- TASK ITEM:
Return, from the lines below, each one that includes the word "counter".

- SOURCE DATA:
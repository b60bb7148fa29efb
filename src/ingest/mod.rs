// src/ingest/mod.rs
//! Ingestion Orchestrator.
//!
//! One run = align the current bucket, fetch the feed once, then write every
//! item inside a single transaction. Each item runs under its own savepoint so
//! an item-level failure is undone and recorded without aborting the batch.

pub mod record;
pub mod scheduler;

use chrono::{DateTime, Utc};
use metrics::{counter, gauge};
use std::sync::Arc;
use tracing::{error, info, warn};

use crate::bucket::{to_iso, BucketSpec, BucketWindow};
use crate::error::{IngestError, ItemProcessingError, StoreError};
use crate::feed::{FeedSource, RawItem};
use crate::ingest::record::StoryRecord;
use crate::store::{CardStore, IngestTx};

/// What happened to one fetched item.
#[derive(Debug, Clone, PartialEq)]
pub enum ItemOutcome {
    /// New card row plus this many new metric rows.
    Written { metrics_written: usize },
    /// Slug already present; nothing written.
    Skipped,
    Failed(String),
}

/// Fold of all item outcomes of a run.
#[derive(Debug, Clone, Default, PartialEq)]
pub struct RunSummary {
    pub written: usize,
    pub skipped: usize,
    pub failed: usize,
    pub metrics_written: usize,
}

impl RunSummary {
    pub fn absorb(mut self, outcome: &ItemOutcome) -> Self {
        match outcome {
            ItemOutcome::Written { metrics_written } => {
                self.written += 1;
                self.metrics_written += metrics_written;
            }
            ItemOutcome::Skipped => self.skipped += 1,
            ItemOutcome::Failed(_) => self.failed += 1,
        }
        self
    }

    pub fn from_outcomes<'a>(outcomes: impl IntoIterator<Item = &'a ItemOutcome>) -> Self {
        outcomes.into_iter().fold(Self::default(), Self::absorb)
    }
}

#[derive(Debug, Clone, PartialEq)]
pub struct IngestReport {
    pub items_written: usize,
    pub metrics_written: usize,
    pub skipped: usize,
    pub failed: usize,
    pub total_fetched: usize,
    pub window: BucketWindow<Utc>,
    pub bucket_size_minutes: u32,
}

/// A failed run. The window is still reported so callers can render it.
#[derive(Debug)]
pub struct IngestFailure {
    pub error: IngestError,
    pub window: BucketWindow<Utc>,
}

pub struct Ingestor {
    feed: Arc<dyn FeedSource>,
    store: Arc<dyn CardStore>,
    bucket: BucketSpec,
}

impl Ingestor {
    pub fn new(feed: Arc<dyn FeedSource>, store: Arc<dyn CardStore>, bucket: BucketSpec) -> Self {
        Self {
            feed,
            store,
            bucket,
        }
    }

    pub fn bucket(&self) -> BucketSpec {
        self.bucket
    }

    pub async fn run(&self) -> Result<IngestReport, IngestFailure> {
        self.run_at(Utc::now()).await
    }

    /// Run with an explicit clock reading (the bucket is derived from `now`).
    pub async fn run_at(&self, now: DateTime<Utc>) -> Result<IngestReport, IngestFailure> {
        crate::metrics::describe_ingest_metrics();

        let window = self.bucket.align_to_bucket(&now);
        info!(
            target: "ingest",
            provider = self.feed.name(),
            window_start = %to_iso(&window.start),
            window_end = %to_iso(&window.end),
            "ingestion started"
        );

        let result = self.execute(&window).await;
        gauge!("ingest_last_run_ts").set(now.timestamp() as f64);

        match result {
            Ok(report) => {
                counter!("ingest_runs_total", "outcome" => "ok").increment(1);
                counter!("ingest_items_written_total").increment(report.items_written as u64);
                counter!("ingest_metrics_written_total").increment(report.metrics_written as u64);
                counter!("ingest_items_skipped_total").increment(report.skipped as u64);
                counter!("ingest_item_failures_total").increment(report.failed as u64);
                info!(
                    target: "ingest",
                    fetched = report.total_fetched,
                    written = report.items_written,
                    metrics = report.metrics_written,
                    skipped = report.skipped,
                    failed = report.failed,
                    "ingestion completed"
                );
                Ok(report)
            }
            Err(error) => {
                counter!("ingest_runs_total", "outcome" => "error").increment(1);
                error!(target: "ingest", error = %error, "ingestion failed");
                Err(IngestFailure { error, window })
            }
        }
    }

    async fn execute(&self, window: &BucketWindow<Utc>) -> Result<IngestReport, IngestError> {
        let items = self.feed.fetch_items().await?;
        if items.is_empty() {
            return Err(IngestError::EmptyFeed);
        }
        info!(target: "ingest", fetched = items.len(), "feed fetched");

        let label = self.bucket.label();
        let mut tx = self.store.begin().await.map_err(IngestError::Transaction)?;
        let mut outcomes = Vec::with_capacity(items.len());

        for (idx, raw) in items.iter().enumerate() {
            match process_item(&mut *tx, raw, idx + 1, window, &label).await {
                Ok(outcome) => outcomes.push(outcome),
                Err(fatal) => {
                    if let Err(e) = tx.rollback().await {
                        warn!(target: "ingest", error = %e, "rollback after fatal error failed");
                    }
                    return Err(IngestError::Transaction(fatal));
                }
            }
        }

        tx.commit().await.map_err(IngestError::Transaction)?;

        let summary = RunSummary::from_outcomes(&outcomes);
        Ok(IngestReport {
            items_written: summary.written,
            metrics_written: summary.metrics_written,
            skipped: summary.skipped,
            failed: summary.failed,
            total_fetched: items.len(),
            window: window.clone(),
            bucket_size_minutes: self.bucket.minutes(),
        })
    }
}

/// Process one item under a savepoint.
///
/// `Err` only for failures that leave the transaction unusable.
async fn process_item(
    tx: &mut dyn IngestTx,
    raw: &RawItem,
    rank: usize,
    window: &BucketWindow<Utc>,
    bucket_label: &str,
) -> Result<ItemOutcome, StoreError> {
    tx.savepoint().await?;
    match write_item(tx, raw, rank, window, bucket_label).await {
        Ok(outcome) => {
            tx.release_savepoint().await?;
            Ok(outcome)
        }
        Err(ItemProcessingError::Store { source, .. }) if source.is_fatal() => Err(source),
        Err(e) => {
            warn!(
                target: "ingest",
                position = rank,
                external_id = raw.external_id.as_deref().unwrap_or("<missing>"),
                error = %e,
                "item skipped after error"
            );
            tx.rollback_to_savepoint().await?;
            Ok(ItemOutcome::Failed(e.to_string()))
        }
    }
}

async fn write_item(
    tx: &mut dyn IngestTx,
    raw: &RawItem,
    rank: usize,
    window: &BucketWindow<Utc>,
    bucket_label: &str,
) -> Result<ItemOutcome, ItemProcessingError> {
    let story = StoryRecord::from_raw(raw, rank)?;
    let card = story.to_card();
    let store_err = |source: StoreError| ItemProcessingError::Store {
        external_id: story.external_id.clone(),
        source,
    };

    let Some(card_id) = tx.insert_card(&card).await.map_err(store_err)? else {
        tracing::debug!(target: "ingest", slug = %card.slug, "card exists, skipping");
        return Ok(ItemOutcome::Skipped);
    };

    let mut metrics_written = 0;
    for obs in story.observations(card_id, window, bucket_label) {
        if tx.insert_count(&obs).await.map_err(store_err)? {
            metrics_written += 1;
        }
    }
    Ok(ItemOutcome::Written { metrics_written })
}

- ANSWER TO THIS TASK:
use metrics::{counter, gauge};
                counter!("ingest_runs_total", "outcome" => "ok").increment(1);
                counter!("ingest_items_written_total").increment(report.items_written as u64);
                counter!("ingest_metrics_written_total").increment(report.metrics_written as u64);
                counter!("ingest_items_skipped_total").increment(report.skipped as u64);
                counter!("ingest_item_failures_total").increment(report.failed as u64);
                counter!("ingest_runs_total", "outcome" => "error").increment(1);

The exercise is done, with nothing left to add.